Clara smiled back, and stood quickly. Thinking about playing the piano had again reminded her of the concert, and the light through the planks on the wall told her it was just before dawn. She needed to get back. How, she wasn’t sure, but she couldn’t stay here.
“Thank you,” Clara said, hurrying to the bunker wall where the greatcoats hung, suddenly, embarrassingly aware she was in a nightgown. She quickly pulled a heavy coat on. It smelled of musty gunpowder. “The coffee really did help,” she added. “And thank you for helping me through the snow and...rats and things. You’ll do wonderfully finding the magician and breaking the spell, I’m sure of it. Ah—how do I get home? What direction do I go in?”
“East, supposedly. Wait, you’re not going, are you?”
Clara threw open the bunker door and was blasted by snow and ice. She gripped the locket at her throat, Johann’s face came to her mind, and she gritted her teeth and pushed her way into the blue dawn snowfall, toward the light. How long would it take to walk to her world? Hours, probably, but she would still have time to practice and take a nice, hot bath.

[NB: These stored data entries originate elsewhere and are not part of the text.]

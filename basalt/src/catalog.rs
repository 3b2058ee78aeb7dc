//! The catalog: a process-wide registry of tables, their schemas and their
//! backing heap files, populated once at startup and passed explicitly to
//! the buffer pool and the operators.

use crate::errors::DbError;
use crate::heap_file::HeapFile;
use crate::tuple::{FieldType, TupleDesc};
use parking_lot::RwLock;
use std::collections::HashMap;
use std::path::Path;
use std::sync::Arc;

struct TableEntry {
    file: Arc<HeapFile>,
    name: String,
    primary_key: String,
}

/// Lookup is read-mostly: tables are registered at startup and then only
/// read, so the maps sit behind reader-writer locks.
#[derive(Default)]
pub struct Catalog {
    tables: RwLock<HashMap<u32, TableEntry>>,
    names: RwLock<HashMap<String, u32>>,
}

impl Catalog {
    pub fn new() -> Self {
        Self::default()
    }

    /// Registers `file` under `name` with the given primary-key field. The
    /// file's id becomes the table id; re-registering a name replaces the
    /// previous binding.
    pub fn add_table(&self, file: Arc<HeapFile>, name: &str, primary_key: &str) {
        let id = file.id();
        self.names.write().insert(name.to_string(), id);
        self.tables.write().insert(
            id,
            TableEntry {
                file,
                name: name.to_string(),
                primary_key: primary_key.to_string(),
            },
        );
    }

    pub fn database_file(&self, table_id: u32) -> Result<Arc<HeapFile>, DbError> {
        self.tables
            .read()
            .get(&table_id)
            .map(|entry| Arc::clone(&entry.file))
            .ok_or_else(|| DbError::TableNotFound(table_id.to_string()))
    }

    pub fn tuple_desc(&self, table_id: u32) -> Result<Arc<TupleDesc>, DbError> {
        Ok(Arc::clone(self.database_file(table_id)?.tuple_desc()))
    }

    pub fn table_name(&self, table_id: u32) -> Result<String, DbError> {
        self.tables
            .read()
            .get(&table_id)
            .map(|entry| entry.name.clone())
            .ok_or_else(|| DbError::TableNotFound(table_id.to_string()))
    }

    pub fn primary_key(&self, table_id: u32) -> Result<String, DbError> {
        self.tables
            .read()
            .get(&table_id)
            .map(|entry| entry.primary_key.clone())
            .ok_or_else(|| DbError::TableNotFound(table_id.to_string()))
    }

    pub fn table_id(&self, name: &str) -> Result<u32, DbError> {
        self.names
            .read()
            .get(name)
            .copied()
            .ok_or_else(|| DbError::TableNotFound(name.to_string()))
    }

    pub fn table_ids(&self) -> Vec<u32> {
        self.tables.read().keys().copied().collect()
    }

    /// Bootstraps the catalog from a text schema file: one table per line,
    /// `name (col:TYPE [pk], ...)` with TYPE `int` or `string`. Blank lines
    /// are skipped. Backing files are created next to the schema file as
    /// `<name>.dat`.
    pub fn load_schema<P: AsRef<Path>>(&self, path: P) -> Result<(), DbError> {
        let text = std::fs::read_to_string(path.as_ref())?;
        let base_dir = path.as_ref().parent().unwrap_or_else(|| Path::new("."));

        for line in text.lines() {
            let line = line.trim();
            if line.is_empty() {
                continue;
            }

            let open = line
                .find('(')
                .ok_or_else(|| DbError::InvalidSchema(line.to_string()))?;
            let close = line
                .rfind(')')
                .ok_or_else(|| DbError::InvalidSchema(line.to_string()))?;
            let name = line[..open].trim();
            if name.is_empty() || close < open {
                return Err(DbError::InvalidSchema(line.to_string()));
            }

            let mut types = Vec::new();
            let mut names = Vec::new();
            let mut primary_key = String::new();
            for column in line[open + 1..close].split(',') {
                let column = column.trim();
                if column.is_empty() {
                    continue;
                }
                let (column_name, rest) = column
                    .split_once(':')
                    .ok_or_else(|| DbError::InvalidSchema(column.to_string()))?;
                let column_name = column_name.trim();
                let mut parts = rest.split_whitespace();
                let field_type = match parts.next().map(|t| t.to_ascii_lowercase()).as_deref() {
                    Some("int") => FieldType::Int,
                    Some("string") => FieldType::Str,
                    _ => return Err(DbError::InvalidSchema(column.to_string())),
                };
                if parts.next() == Some("pk") {
                    primary_key = column_name.to_string();
                }
                types.push(field_type);
                names.push(Some(column_name.to_string()));
            }
            if types.is_empty() {
                return Err(DbError::InvalidSchema(line.to_string()));
            }

            let desc = Arc::new(TupleDesc::new(types, names));
            let file = Arc::new(HeapFile::open(
                base_dir.join(format!("{}.dat", name)),
                desc,
            )?);
            self.add_table(file, name, &primary_key);
        }
        Ok(())
    }
}

#[cfg(test)]
mod tests {
    use super::*;
    use std::io::Write as _;
    use tempfile::TempDir;

    fn write_schema(dir: &TempDir, contents: &str) -> std::path::PathBuf {
        let path = dir.path().join("schema.txt");
        let mut f = std::fs::File::create(&path).unwrap();
        f.write_all(contents.as_bytes()).unwrap();
        path
    }

    #[test]
    fn load_schema_registers_tables_and_files() {
        let dir = TempDir::new().unwrap();
        let path = write_schema(
            &dir,
            "accounts (id:int pk, balance:int)\n\nnotes (id:int pk, body:string)\n",
        );

        let catalog = Catalog::new();
        catalog.load_schema(&path).unwrap();
        assert_eq!(catalog.table_ids().len(), 2);

        let accounts = catalog.table_id("accounts").unwrap();
        assert_eq!(catalog.table_name(accounts).unwrap(), "accounts");
        assert_eq!(catalog.primary_key(accounts).unwrap(), "id");
        let desc = catalog.tuple_desc(accounts).unwrap();
        assert_eq!(desc.num_fields(), 2);
        assert_eq!(desc.field_type(0), FieldType::Int);
        assert_eq!(desc.field_name(1), Some("balance"));
        assert!(dir.path().join("accounts.dat").exists());

        let notes = catalog.table_id("notes").unwrap();
        let desc = catalog.tuple_desc(notes).unwrap();
        assert_eq!(desc.field_type(1), FieldType::Str);
    }

    #[test]
    fn unknown_lookups_fail() {
        let catalog = Catalog::new();
        assert!(matches!(
            catalog.table_id("missing"),
            Err(DbError::TableNotFound(_))
        ));
        assert!(matches!(
            catalog.database_file(42),
            Err(DbError::TableNotFound(_))
        ));
    }

    #[test]
    fn malformed_schema_lines_are_rejected() {
        let dir = TempDir::new().unwrap();
        for bad in ["accounts", "accounts (id int)", "accounts (id:float)", "t ()"] {
            let path = write_schema(&dir, bad);
            let catalog = Catalog::new();
            assert!(
                matches!(catalog.load_schema(&path), Err(DbError::InvalidSchema(_))),
                "{bad:?} should be rejected"
            );
        }
    }

    #[test]
    fn re_registering_a_name_replaces_the_binding() {
        let dir = TempDir::new().unwrap();
        let desc = Arc::new(TupleDesc::unnamed(vec![FieldType::Int]));
        let first =
            Arc::new(HeapFile::open(dir.path().join("a.dat"), Arc::clone(&desc)).unwrap());
        let second = Arc::new(HeapFile::open(dir.path().join("b.dat"), desc).unwrap());

        let catalog = Catalog::new();
        catalog.add_table(first, "t", "x");
        catalog.add_table(Arc::clone(&second), "t", "x");
        assert_eq!(catalog.table_id("t").unwrap(), second.id());
    }
}
use crate::errors::DbError;
use crate::page_size;
use crate::transaction::TransactionId;
use crate::tuple::{RecordId, Tuple, TupleDesc};
use std::fmt;
use std::io;
use std::sync::Arc;

/// A unique identifier for a page: which table, which page within its file.
#[derive(Debug, Clone, Copy, PartialEq, Eq, Hash)]
pub struct PageId {
    table_id: u32,
    page_no: usize,
}

impl PageId {
    pub fn new(table_id: u32, page_no: usize) -> Self {
        PageId { table_id, page_no }
    }

    pub fn table_id(&self) -> u32 {
        self.table_id
    }

    pub fn page_no(&self) -> usize {
        self.page_no
    }
}

impl fmt::Display for PageId {
    fn fmt(&self, f: &mut fmt::Formatter<'_>) -> fmt::Result {
        write!(f, "{}:{}", self.table_id, self.page_no)
    }
}

/// A slotted heap page. The on-disk image is a header bitmap of
/// `ceil(N/8)` bytes followed by `N` fixed-size tuple slots, where
/// `N = floor(page_size * 8 / (tuple_size * 8 + 1))`. Within each header
/// byte the most significant bit covers the lowest slot index.
///
/// Unused slots hold zero bytes on disk, so serializing a parsed page
/// reproduces the original image byte for byte.
#[derive(Debug, Clone)]
pub struct HeapPage {
    pid: PageId,
    desc: Arc<TupleDesc>,
    header: Vec<u8>,
    slots: Vec<Option<Tuple>>,
    dirty: Option<TransactionId>,
}

impl HeapPage {
    /// Parses a page image of exactly [`page_size()`] bytes.
    pub fn new(pid: PageId, data: &[u8], desc: Arc<TupleDesc>) -> Result<Self, DbError> {
        if data.len() != page_size() {
            return Err(DbError::Io(io::Error::new(
                io::ErrorKind::InvalidData,
                "page image has the wrong length",
            )));
        }

        let num_slots = Self::slots_per_page(&desc);
        let header_len = Self::header_len(num_slots);
        let header = data[..header_len].to_vec();
        let tuple_size = desc.tuple_size();

        let mut page = HeapPage {
            pid,
            desc,
            header,
            slots: Vec::with_capacity(num_slots),
            dirty: None,
        };
        for i in 0..num_slots {
            if page.is_slot_used(i) {
                let start = header_len + i * tuple_size;
                let mut slice = &data[start..start + tuple_size];
                let mut tuple = Tuple::parse(&page.desc, &mut slice)?;
                tuple.set_record_id(Some(RecordId::new(pid, i)));
                page.slots.push(Some(tuple));
            } else {
                page.slots.push(None);
            }
        }
        Ok(page)
    }

    /// The number of tuple slots a page of the current page size holds for
    /// the given schema.
    pub fn slots_per_page(desc: &TupleDesc) -> usize {
        (page_size() * 8) / (desc.tuple_size() * 8 + 1)
    }

    fn header_len(num_slots: usize) -> usize {
        (num_slots + 7) / 8
    }

    /// An all-zero page image: every slot free, every slot zeroed.
    pub fn empty_page_data() -> Vec<u8> {
        vec![0; page_size()]
    }

    pub fn id(&self) -> PageId {
        self.pid
    }

    pub fn tuple_desc(&self) -> &Arc<TupleDesc> {
        &self.desc
    }

    /// Serializes to exactly [`page_size()`] bytes.
    pub fn page_data(&self) -> Vec<u8> {
        let mut data = vec![0u8; page_size()];
        data[..self.header.len()].copy_from_slice(&self.header);
        let tuple_size = self.desc.tuple_size();
        for (i, slot) in self.slots.iter().enumerate() {
            if let Some(tuple) = slot {
                let start = self.header.len() + i * tuple_size;
                let mut out = &mut data[start..start + tuple_size];
                tuple.serialize(&mut out);
            }
        }
        data
    }

    pub fn num_slots(&self) -> usize {
        self.slots.len()
    }

    pub fn num_empty_slots(&self) -> usize {
        (0..self.slots.len()).filter(|&i| !self.is_slot_used(i)).count()
    }

    pub fn is_slot_used(&self, slot: usize) -> bool {
        self.header[slot / 8] & (0x80 >> (slot % 8)) != 0
    }

    pub fn mark_slot_used(&mut self, slot: usize, used: bool) {
        if used {
            self.header[slot / 8] |= 0x80 >> (slot % 8);
        } else {
            self.header[slot / 8] &= !(0x80 >> (slot % 8));
        }
    }

    /// Places `tuple` in the lowest free slot, stamping its record id.
    pub fn insert_tuple(&mut self, tuple: &mut Tuple) -> Result<usize, DbError> {
        if tuple.tuple_desc().as_ref() != self.desc.as_ref() {
            return Err(DbError::SchemaMismatch);
        }
        let slot = (0..self.slots.len())
            .find(|&i| !self.is_slot_used(i))
            .ok_or(DbError::PageFull)?;
        tuple.set_record_id(Some(RecordId::new(self.pid, slot)));
        self.mark_slot_used(slot, true);
        self.slots[slot] = Some(tuple.clone());
        Ok(slot)
    }

    /// Clears the slot named by the tuple's record id and the record id
    /// itself.
    pub fn delete_tuple(&mut self, tuple: &mut Tuple) -> Result<(), DbError> {
        let rid = tuple.record_id().ok_or(DbError::NotFound)?;
        if rid.page_id() != self.pid || rid.slot() >= self.slots.len() || !self.is_slot_used(rid.slot()) {
            return Err(DbError::NotFound);
        }
        self.mark_slot_used(rid.slot(), false);
        self.slots[rid.slot()] = None;
        tuple.set_record_id(None);
        Ok(())
    }

    /// Occupied slots in ascending slot order.
    pub fn iter(&self) -> impl Iterator<Item = &Tuple> {
        self.slots.iter().flatten()
    }

    pub fn mark_dirty(&mut self, dirty: bool, tid: TransactionId) {
        self.dirty = if dirty { Some(tid) } else { None };
    }

    /// The transaction that dirtied this page, or `None` if it is clean.
    pub fn is_dirty(&self) -> Option<TransactionId> {
        self.dirty
    }
}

The nutcracker stood, hitting his head on the ceiling with a clang, and ducked to hurry out after her.
“Miss Clara—” he began.
“I have to go home, I’m sorry,” said Clara, already shivering. She trudged on in the direction she guessed was east. “I have something very important—something imperative—to be to tonight. I cannot miss it.”
“Home,” said the nutcracker behind her. “You can’t mean—your actual home? In your world?”
“Of course,” said Clara.
“Clara, you can’t go to your world without magic. It’s impossible. No one has ever walked that far. And there’s rats, they’ll sniff you out and tear you up. If you don’t freeze to death first. See here, your face is already red.”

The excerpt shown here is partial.